ABOUT THIS TASK:
Find and copy each line of the listing below that has the word "Result" in it.

ENTRIES SHOWN:

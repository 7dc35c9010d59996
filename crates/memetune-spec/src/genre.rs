//! Genre names and base frequencies.

use std::fmt;
use std::str::FromStr;

use serde::{Deserialize, Serialize};

/// Base frequency used for genres without an entry of their own.
pub const DEFAULT_BASE_FREQUENCY: f64 = 55.0;

/// Musical genre of a generation request.
///
/// The genre only selects the base frequency of the melody. Parsing never
/// fails: names outside the known set are kept as [`Genre::Other`] and use
/// [`DEFAULT_BASE_FREQUENCY`].
#[derive(Debug, Clone, PartialEq, Eq, Hash, Default, Serialize, Deserialize)]
#[serde(from = "String", into = "String")]
pub enum Genre {
    #[default]
    Electronic,
    Pop,
    Classical,
    HipHop,
    Ambient,
    /// Any other genre name.
    Other(String),
}

impl Genre {
    /// The genres with a dedicated base frequency, in display order.
    pub const KNOWN: [Genre; 5] = [
        Genre::Electronic,
        Genre::Pop,
        Genre::Classical,
        Genre::HipHop,
        Genre::Ambient,
    ];

    /// Returns the display name.
    pub fn as_str(&self) -> &str {
        match self {
            Genre::Electronic => "Electronic",
            Genre::Pop => "Pop",
            Genre::Classical => "Classical",
            Genre::HipHop => "Hip-Hop",
            Genre::Ambient => "Ambient",
            Genre::Other(name) => name,
        }
    }

    /// Returns the melody base frequency in Hz.
    pub fn base_frequency(&self) -> f64 {
        match self {
            Genre::Electronic => 55.0,
            Genre::Pop => 65.0,
            Genre::Classical => 55.0,
            Genre::HipHop => 50.0,
            Genre::Ambient => 32.0,
            Genre::Other(_) => DEFAULT_BASE_FREQUENCY,
        }
    }

    /// Parses a genre name. Matching is exact on the display name.
    pub fn parse(name: &str) -> Self {
        Self::KNOWN
            .iter()
            .find(|genre| genre.as_str() == name)
            .cloned()
            .unwrap_or_else(|| Genre::Other(name.to_string()))
    }
}

impl FromStr for Genre {
    type Err = std::convert::Infallible;

    fn from_str(s: &str) -> Result<Self, Self::Err> {
        Ok(Self::parse(s))
    }
}

impl From<String> for Genre {
    fn from(name: String) -> Self {
        Self::parse(&name)
    }
}

impl From<Genre> for String {
    fn from(genre: Genre) -> Self {
        genre.as_str().to_string()
    }
}

impl fmt::Display for Genre {
    fn fmt(&self, f: &mut fmt::Formatter<'_>) -> fmt::Result {
        f.write_str(self.as_str())
    }
}

#[cfg(test)]
mod tests {
    use super::*;
    use pretty_assertions::assert_eq;

    #[test]
    fn test_known_names_round_trip() {
        for genre in Genre::KNOWN {
            assert_eq!(Genre::parse(genre.as_str()), genre);
        }
    }

    #[test]
    fn test_hip_hop_uses_hyphenated_name() {
        assert_eq!(Genre::parse("Hip-Hop"), Genre::HipHop);
        assert_eq!(Genre::HipHop.to_string(), "Hip-Hop");
    }

    #[test]
    fn test_unknown_genre_falls_back() {
        let genre: Genre = "Polka".parse().unwrap();
        assert_eq!(genre, Genre::Other("Polka".to_string()));
        assert_eq!(genre.base_frequency(), DEFAULT_BASE_FREQUENCY);
    }

    #[test]
    fn test_base_frequencies() {
        assert_eq!(Genre::Pop.base_frequency(), 65.0);
        assert_eq!(Genre::HipHop.base_frequency(), 50.0);
        assert_eq!(Genre::Ambient.base_frequency(), 32.0);
    }

    #[test]
    fn test_serde_uses_display_name() {
        let json = serde_json::to_string(&Genre::HipHop).unwrap();
        assert_eq!(json, "\"Hip-Hop\"");
        let back: Genre = serde_json::from_str("\"Vaporwave\"").unwrap();
        assert_eq!(back, Genre::Other("Vaporwave".into()));
    }
}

COMPLETED EXERCISE:
    fn from_str(s: &str) -> Result<Self, Self::Err> {
    fn fmt(&self, f: &mut fmt::Formatter<'_>) -> fmt::Result {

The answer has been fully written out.